He didn’t jolt. He just sighed. Nash supposed he should have expected her to follow him. And he supposed she would expect some sort of explanation.

He wondered how creative he might be. Should he tell her Leeanne was an old lover, someone he’d pushed aside who wouldn’t stay aside? Or maybe he’d weave some amusing tale about being blackmailed by the wife of a Mafia don, with whom he’d had a brief, torrid affair. That had a nice ring.

Or he could work on her sympathies and tell her Leeanne was a destitute widow—his best friend’s widow—who tapped him for cash now and again.

Hell, he could tell her it had been a call for the policemen’s fund. Anything. Anything but the bitter truth.

Her hand brushed his shoulder as she settled on the rock beside him. And demanded nothing. Said nothing. She only looked out over the bay, as he did. Waiting. Smelling of night. Of smoke and roses.

He had a terrible urge to simply turn and bury his face at her breast. Just to hold her and be held until all this helpless anger faded away.

And he knew that, no matter how clever he was, how glib, she would believe nothing but the truth.

“I like it here,” he said, as if several long, silent minutes hadn’t passed between her observation and his response. “In L.A. I looked out of my condo and saw another condo. I guess I didn’t realize I was feeling hemmed in until I moved here.”

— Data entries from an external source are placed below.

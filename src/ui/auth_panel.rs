//! Sign-in / sign-up panel

use crate::auth::{RegisterRequest, SessionStore, User};
use crate::cart::CartStore;
use crate::error::{Error, Result};
use crate::ui::Notifications;

#[derive(Debug, Clone, Copy, PartialEq, Eq, Default)]
pub enum AuthMode {
    #[default]
    Login,
    Register,
}

#[derive(Debug, Clone, Default)]
pub struct AuthForm {
    pub email: String,
    pub password: String,
    pub first_name: String,
    pub last_name: String,
}

/// Sign-in / sign-up form
pub struct AuthPanel {
    session: SessionStore,
    cart: CartStore,
    notifications: Notifications,
    mode: AuthMode,
    form: AuthForm,
}

impl AuthPanel {
    pub fn new(session: SessionStore, cart: CartStore, notifications: Notifications) -> Self {
        Self {
            session,
            cart,
            notifications,
            mode: AuthMode::default(),
            form: AuthForm::default(),
        }
    }

    pub fn mode(&self) -> AuthMode {
        self.mode
    }

    /// Flip between login and register. The password never carries over.
    pub fn toggle_mode(&mut self) {
        self.mode = match self.mode {
            AuthMode::Login => AuthMode::Register,
            AuthMode::Register => AuthMode::Login,
        };
        self.form.password.clear();
    }

    pub fn form(&self) -> &AuthForm {
        &self.form
    }

    pub fn form_mut(&mut self) -> &mut AuthForm {
        &mut self.form
    }

    pub fn current_user(&self) -> Option<User> {
        self.session.current_user()
    }

    /// Submit the form in the current mode
    pub async fn submit(&mut self) -> bool {
        if let Err(err) = self.validate() {
            self.notifications.report(&err);
            return false;
        }

        match self.mode {
            AuthMode::Login => {
                match crate::sign_in(&self.session, &self.cart, &self.form.email, &self.form.password)
                    .await
                {
                    Ok(user) => {
                        self.form.password.clear();
                        self.notifications
                            .success(format!("Welcome back, {}!", user.first_name));
                        true
                    }
                    Err(err) => {
                        self.notifications.report(&err);
                        false
                    }
                }
            }
            AuthMode::Register => {
                let request = RegisterRequest::new(
                    &self.form.email,
                    &self.form.password,
                    &self.form.first_name,
                    &self.form.last_name,
                );
                match self.session.register(&request).await {
                    Ok(_) => {
                        self.mode = AuthMode::Login;
                        self.form.password.clear();
                        self.notifications
                            .success("Account created. Please sign in.");
                        true
                    }
                    Err(err) => {
                        self.notifications.report(&err);
                        false
                    }
                }
            }
        }
    }

    pub fn logout(&mut self) {
        crate::sign_out(&self.session, &self.cart);
        self.form = AuthForm::default();
        self.notifications.info("Signed out");
    }

    fn validate(&self) -> Result<()> {
        if self.form.email.trim().is_empty() || self.form.password.is_empty() {
            return Err(Error::invalid_input("Email and password are required"));
        }
        if self.mode == AuthMode::Register
            && (self.form.first_name.trim().is_empty() || self.form.last_name.trim().is_empty())
        {
            return Err(Error::invalid_input("First and last name are required"));
        }
        Ok(())
    }
}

“Everyone feels hemmed in from time to time, no matter where they live.” She laid a hand on his thigh. “When I’m feeling that way, I go to Ireland. Walk along an empty beach. When I do, I think of all the people who have walked there before, and will walk there again. Then it occurs to me that nothing is forever. No matter how bad, or how good, everything passes and moves on to another level.”

“‘All things change; nothing perishes,’” he mumbled.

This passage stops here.